WHAT THE TASK REQUIRES: Locate the line that contains "impl From<crossterm::event::KeyEvent> for", then copy it and all later lines of the data below exactly, through the last one.

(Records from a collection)

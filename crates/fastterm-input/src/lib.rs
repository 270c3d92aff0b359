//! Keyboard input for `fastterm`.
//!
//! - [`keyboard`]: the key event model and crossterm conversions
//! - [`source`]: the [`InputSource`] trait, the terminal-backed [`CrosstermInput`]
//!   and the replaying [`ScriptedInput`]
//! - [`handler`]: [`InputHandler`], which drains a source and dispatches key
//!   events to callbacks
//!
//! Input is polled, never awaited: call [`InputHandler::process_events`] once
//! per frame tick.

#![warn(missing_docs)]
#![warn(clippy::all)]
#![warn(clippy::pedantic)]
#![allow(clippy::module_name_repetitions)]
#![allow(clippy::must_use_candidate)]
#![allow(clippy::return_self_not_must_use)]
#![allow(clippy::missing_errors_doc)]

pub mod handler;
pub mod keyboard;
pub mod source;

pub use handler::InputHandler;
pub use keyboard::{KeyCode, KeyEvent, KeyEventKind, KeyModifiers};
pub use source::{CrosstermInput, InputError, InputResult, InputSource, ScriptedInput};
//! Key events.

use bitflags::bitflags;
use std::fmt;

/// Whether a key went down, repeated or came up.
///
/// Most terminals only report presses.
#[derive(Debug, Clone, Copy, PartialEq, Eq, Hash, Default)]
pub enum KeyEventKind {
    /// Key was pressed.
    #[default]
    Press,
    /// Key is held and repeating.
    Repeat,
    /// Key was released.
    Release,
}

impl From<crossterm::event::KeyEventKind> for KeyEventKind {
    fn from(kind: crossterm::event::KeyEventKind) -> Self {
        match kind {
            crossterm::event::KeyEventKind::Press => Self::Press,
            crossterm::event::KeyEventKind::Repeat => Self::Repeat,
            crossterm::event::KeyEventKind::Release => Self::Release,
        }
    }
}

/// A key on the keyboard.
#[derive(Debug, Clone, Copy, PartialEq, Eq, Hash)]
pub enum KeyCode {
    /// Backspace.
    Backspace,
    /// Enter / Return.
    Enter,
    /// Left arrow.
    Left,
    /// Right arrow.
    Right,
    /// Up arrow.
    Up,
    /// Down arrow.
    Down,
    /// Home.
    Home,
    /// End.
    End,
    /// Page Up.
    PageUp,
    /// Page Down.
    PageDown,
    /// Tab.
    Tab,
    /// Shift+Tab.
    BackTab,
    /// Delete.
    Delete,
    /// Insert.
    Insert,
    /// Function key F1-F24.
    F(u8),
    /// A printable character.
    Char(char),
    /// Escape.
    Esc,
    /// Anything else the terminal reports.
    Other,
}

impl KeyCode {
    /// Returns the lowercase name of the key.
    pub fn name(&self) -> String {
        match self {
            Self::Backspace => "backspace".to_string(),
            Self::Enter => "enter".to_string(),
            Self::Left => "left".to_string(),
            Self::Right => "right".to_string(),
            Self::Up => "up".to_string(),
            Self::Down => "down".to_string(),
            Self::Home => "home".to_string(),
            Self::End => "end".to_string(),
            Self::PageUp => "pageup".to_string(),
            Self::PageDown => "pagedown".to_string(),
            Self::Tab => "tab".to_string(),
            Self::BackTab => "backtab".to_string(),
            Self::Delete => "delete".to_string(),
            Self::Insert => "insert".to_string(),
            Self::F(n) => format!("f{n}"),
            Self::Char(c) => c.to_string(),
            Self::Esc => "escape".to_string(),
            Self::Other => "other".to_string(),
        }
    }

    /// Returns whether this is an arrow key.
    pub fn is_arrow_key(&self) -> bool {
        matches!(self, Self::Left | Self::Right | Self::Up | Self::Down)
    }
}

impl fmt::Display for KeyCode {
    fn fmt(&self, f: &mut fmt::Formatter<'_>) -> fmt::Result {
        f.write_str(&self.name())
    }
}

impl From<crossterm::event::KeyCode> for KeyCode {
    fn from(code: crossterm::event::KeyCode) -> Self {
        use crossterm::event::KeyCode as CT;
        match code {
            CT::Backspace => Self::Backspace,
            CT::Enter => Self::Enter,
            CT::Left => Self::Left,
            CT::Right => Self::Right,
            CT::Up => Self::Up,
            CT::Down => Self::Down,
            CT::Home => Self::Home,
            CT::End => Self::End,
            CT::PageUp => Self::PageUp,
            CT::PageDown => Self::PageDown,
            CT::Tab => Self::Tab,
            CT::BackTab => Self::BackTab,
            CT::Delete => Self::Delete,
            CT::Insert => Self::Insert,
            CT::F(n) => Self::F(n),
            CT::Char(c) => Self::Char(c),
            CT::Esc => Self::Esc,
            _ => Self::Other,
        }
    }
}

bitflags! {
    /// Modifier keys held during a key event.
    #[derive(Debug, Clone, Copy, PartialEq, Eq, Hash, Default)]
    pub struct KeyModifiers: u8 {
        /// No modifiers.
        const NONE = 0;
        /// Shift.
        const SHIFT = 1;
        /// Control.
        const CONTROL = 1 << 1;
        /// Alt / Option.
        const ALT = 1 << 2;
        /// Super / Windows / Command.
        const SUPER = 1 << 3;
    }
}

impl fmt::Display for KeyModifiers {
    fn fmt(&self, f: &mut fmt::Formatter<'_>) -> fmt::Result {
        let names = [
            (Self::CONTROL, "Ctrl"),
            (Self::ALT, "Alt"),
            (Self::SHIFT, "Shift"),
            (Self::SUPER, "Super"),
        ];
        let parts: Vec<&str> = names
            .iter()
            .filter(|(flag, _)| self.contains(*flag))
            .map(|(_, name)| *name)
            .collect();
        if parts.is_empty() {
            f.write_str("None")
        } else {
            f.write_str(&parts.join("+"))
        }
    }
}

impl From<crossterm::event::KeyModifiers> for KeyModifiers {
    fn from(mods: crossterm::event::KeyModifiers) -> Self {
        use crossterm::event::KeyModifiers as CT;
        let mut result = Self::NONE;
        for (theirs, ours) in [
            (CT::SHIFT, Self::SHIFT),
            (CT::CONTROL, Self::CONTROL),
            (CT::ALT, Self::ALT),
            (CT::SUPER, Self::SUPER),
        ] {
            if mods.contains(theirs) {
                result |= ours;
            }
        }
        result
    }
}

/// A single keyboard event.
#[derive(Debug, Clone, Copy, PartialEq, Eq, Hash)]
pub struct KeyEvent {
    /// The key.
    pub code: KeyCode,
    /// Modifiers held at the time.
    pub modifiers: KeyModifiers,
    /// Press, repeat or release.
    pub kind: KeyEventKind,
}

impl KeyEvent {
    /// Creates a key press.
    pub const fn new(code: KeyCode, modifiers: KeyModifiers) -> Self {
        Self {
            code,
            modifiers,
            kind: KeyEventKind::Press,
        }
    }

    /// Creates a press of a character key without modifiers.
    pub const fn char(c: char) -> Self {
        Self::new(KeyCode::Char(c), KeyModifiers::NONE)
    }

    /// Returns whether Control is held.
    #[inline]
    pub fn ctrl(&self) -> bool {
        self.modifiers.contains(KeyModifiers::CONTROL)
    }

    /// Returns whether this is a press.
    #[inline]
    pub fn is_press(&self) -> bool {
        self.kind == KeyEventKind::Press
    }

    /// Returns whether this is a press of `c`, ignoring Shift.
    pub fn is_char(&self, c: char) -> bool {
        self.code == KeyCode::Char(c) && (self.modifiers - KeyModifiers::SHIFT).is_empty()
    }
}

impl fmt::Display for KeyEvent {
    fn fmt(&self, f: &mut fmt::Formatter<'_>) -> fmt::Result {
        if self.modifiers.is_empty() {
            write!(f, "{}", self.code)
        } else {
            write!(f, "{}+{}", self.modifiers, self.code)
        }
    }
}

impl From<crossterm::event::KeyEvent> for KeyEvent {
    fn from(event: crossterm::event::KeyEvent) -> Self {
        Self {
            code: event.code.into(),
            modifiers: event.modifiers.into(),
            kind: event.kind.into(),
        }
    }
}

REPLY TO THE EXERCISE:
impl From<crossterm::event::KeyEvent> for KeyEvent {
    fn from(event: crossterm::event::KeyEvent) -> Self {
        Self {
            code: event.code.into(),
            modifiers: event.modifiers.into(),
            kind: event.kind.into(),
        }
    }
}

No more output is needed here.